■ Task item
Locate and copy each line in the data that contains the word "MongoCollection".

%%

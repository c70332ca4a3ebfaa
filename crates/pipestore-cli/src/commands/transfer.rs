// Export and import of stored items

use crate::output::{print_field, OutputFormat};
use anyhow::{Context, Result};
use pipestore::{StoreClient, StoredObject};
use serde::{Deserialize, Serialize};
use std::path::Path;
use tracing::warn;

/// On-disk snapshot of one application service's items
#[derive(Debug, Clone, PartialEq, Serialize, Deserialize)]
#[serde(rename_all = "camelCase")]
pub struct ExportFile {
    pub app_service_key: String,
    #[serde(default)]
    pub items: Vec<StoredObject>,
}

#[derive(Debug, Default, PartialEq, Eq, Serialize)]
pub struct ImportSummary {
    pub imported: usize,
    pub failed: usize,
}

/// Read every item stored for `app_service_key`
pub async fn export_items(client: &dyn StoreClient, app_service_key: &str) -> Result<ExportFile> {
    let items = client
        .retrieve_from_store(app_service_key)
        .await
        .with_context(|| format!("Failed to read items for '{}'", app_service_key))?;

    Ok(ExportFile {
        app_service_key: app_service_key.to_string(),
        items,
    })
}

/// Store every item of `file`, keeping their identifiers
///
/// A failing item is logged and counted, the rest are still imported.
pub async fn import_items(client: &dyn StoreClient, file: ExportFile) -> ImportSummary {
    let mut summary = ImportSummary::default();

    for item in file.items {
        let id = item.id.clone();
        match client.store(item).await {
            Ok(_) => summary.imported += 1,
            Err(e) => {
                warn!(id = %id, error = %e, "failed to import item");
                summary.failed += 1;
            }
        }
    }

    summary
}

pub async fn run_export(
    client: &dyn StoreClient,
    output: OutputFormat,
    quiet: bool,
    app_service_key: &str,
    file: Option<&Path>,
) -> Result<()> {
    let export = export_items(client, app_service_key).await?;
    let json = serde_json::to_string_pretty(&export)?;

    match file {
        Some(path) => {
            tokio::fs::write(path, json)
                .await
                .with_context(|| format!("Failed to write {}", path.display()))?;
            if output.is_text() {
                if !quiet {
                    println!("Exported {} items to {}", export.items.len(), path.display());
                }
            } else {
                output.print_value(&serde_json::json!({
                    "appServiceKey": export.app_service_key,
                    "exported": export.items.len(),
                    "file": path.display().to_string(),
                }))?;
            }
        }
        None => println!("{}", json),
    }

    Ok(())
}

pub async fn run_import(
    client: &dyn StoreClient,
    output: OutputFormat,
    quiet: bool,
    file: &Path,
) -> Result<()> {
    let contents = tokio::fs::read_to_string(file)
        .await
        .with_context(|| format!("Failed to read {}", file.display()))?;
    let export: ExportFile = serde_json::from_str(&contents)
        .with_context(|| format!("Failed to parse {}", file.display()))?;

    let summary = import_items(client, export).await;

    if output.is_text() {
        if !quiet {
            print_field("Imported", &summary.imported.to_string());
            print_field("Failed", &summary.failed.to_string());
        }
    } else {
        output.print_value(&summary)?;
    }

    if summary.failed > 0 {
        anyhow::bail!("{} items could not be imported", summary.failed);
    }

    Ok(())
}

%%
%%

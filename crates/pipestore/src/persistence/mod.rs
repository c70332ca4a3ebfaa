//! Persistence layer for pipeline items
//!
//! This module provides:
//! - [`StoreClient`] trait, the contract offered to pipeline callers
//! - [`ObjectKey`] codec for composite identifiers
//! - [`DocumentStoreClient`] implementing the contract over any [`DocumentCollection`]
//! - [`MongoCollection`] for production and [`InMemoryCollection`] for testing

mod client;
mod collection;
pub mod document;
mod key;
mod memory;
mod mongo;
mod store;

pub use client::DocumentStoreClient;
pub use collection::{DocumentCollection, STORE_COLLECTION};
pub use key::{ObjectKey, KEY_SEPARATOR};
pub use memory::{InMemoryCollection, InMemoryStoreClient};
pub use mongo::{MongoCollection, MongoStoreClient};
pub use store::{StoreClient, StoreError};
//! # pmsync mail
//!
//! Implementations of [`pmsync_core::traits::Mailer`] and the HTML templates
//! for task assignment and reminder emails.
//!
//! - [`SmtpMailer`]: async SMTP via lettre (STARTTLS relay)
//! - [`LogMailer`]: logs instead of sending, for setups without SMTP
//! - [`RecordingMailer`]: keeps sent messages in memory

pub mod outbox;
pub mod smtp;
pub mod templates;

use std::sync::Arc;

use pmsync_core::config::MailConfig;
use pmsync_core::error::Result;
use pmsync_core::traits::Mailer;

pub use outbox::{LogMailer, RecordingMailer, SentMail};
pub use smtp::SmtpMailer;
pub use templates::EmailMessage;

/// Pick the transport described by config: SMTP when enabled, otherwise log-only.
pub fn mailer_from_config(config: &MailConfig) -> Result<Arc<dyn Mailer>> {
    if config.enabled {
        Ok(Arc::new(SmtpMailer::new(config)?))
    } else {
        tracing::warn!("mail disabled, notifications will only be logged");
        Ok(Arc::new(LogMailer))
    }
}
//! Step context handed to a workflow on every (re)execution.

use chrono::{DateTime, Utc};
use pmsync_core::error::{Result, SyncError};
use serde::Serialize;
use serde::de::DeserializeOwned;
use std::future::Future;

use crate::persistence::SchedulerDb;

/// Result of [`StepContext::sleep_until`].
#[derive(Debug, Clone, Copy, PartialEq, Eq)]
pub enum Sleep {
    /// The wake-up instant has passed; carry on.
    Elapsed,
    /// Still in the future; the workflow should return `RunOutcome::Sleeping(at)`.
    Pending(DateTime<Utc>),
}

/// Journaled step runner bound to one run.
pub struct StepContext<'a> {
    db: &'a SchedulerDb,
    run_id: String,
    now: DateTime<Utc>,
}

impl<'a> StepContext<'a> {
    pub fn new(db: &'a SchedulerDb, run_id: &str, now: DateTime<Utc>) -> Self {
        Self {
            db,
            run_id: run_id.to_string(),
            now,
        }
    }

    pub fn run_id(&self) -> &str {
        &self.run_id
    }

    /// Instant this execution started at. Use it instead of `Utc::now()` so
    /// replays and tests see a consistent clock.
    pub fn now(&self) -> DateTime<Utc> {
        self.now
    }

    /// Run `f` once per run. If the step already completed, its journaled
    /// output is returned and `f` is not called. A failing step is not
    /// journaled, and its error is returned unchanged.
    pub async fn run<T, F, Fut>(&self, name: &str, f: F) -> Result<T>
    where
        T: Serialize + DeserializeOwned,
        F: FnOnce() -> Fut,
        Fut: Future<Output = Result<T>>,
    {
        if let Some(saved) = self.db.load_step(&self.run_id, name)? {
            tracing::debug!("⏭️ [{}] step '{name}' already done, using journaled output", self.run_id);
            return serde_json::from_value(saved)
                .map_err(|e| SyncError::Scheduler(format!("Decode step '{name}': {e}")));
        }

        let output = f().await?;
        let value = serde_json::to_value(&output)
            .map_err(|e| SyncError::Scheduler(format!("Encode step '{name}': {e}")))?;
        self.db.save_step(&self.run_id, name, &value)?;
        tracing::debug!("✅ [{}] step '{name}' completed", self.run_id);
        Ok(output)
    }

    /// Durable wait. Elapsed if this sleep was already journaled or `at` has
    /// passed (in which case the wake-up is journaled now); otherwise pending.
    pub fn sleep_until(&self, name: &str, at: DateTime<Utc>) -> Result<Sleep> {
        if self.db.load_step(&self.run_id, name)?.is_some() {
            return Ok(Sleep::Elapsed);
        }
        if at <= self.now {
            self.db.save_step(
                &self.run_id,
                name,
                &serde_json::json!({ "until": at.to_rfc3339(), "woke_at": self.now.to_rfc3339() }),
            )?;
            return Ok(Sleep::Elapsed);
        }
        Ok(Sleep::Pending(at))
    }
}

%%

■ Output for this task
//! - [`MongoCollection`] for production and [`InMemoryCollection`] for testing
pub use mongo::{MongoCollection, MongoStoreClient};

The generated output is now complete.